Mehran Mehregany, executive VP of engineering for the West Wireless Health Institute, echoed many of Costello’s sentiments, saying that “pervasive technologies” – meaning devices that involve ubiquitous sensing, wireless connectivity, cloud computing, and social networks – will transform health care. He said such devices can be incorporated into the patient’s living environment, worn by the patient, monitor a given disease, and act as a gateway to transmit information to the back-end, which can then be transferred to patient’s social network where friends and family help a patient stay on track. Conditions like obesity and diabetes are targeted for this type of monitoring.
(Hold on. What’s that you say? If I cheat on my diet it’s going to be posted on Facebook? Yeah, that last part threw me too. You know I’m all about the advantages of social media, but making the details of a given health condition available on a public forum is more along the lines of invasion of privacy than progress in health care, but maybe that’s just me. What do you think?)
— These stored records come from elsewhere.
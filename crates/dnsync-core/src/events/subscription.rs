//! Long-lived event subscription
//!
//! Marathon closes `/v2/events` on leader changes and restarts. The
//! subscription task reopens the stream whenever it ends or cannot be opened,
//! one interval apart, and forwards the status updates of every subscription
//! onto a single channel that outlives them.

use std::sync::Arc;
use tokio::sync::mpsc;
use tokio::task::JoinHandle;
use tokio_util::sync::CancellationToken;
use tracing::{debug, info, warn};

use super::status_update::StatusUpdate;
use super::{EventPipeline, spawn_pipeline};
use crate::config::DriverConfig;
use crate::traits::EventSource;

/// Subscribe to `source` on a new task, resubscribing until `cancel` fires
///
/// Parse failures are logged at warn. The returned channel closes only when
/// the task stops: on cancellation or once the receiver is dropped.
pub fn spawn_subscription(
    source: Arc<dyn EventSource>,
    config: &DriverConfig,
    cancel: CancellationToken,
) -> (mpsc::Receiver<StatusUpdate>, JoinHandle<()>) {
    let config = config.clone();
    let (tx, rx) = mpsc::channel(config.event_channel_capacity);

    let handle = tokio::spawn(async move {
        let mut subscriptions: u64 = 0;

        loop {
            let subscribed = tokio::select! {
                biased;
                _ = cancel.cancelled() => break,
                subscribed = source.subscribe() => subscribed,
            };

            match subscribed {
                Ok(reader) => {
                    subscriptions += 1;
                    info!(subscriptions, "Subscribed to event stream");

                    let pipeline = spawn_pipeline(reader, &config, cancel.clone());
                    if !forward(pipeline, &tx, &cancel).await {
                        break;
                    }
                    warn!(
                        "Event stream closed, resubscribing in {}s",
                        config.interval_secs
                    );
                }
                Err(e) => warn!("{}; retrying in {}s", e, config.interval_secs),
            }

            tokio::select! {
                biased;
                _ = cancel.cancelled() => break,
                _ = tokio::time::sleep(config.interval()) => {}
            }
        }

        debug!("Event subscription stopped");
    });

    (rx, handle)
}

/// Forward one pipeline's updates until it ends
///
/// Returns false when nothing should be forwarded anymore (cancelled, or the
/// receiver is gone).
async fn forward(
    mut pipeline: EventPipeline,
    tx: &mpsc::Sender<StatusUpdate>,
    cancel: &CancellationToken,
) -> bool {
    let mut errors_open = true;

    let keep_going = loop {
        tokio::select! {
            biased;
            _ = cancel.cancelled() => break false,
            err = pipeline.errors.recv(), if errors_open => match err {
                Some(e) => warn!("Event stream: {}", e),
                None => errors_open = false,
            },
            update = pipeline.updates.recv() => {
                let Some(update) = update else {
                    break true;
                };
                let sent = tokio::select! {
                    biased;
                    _ = cancel.cancelled() => false,
                    sent = tx.send(update) => sent.is_ok(),
                };
                if !sent {
                    break false;
                }
            }
        }
    };

    while let Ok(e) = pipeline.errors.try_recv() {
        warn!("Event stream: {}", e);
    }
    if !keep_going {
        pipeline.parser.abort();
        pipeline.classifier.abort();
    }
    let _ = pipeline.parser.await;
    let _ = pipeline.classifier.await;

    keep_going
}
The social networking feature notwithstanding, the rest of this trend towards what Jeff Perkins of Yole Développment referred to as “the convergence of home care, in vitro diagnostics, and medical devices” holds a lot of promise. The goal, he says, is to get people out of the hospital, improve home care, speed up diagnostic processes and get it out of the lab.” Perkins also said he doesn’t believe that all the devices involved will be wearable or implantable – it depends on the nature of the illness – but at the very least, being portable is critical to improving quality of life.
And that’s where the opportunities lie for micro-devices integrating technologies like bioMEMS, microfluidic chips, Si based sensors, and 3D packaging. Miniaturization is a challenge and Perkins notes that clearly, semiconductor industry knowledge is critical to move this forward. There are 3D opportunities in medical applications. Size, power and reliability are the drivers, the solutions being 3D integration, wafer-level packaging, and system-in-package (SiP). All this is happening in the semiconductor world and can make things portable in the medical world. However he warns that while the high technology level is important, understanding the biology remains the main success factor. Partnering with a major medical diagnostic player is therefore critical to success.
Once again I was reminded that unlike consumer electronics, this is not a fast paced sector of the industry. As one attendee commented after Medtronic’s presentation on what regulatory hoops you have to jump through to make an improvement to a product, “it seems more cost effective to develop a new product than change an existing one.” Either way, the red tape is long, the funding is tight, and although the opportunities are many, it takes endurance, tenacity and deep pockets to go the distance. Success comes in small increments, but should be viewed as no less significant than major medical breakthroughs for all the effort that goes into them. – F.v.T.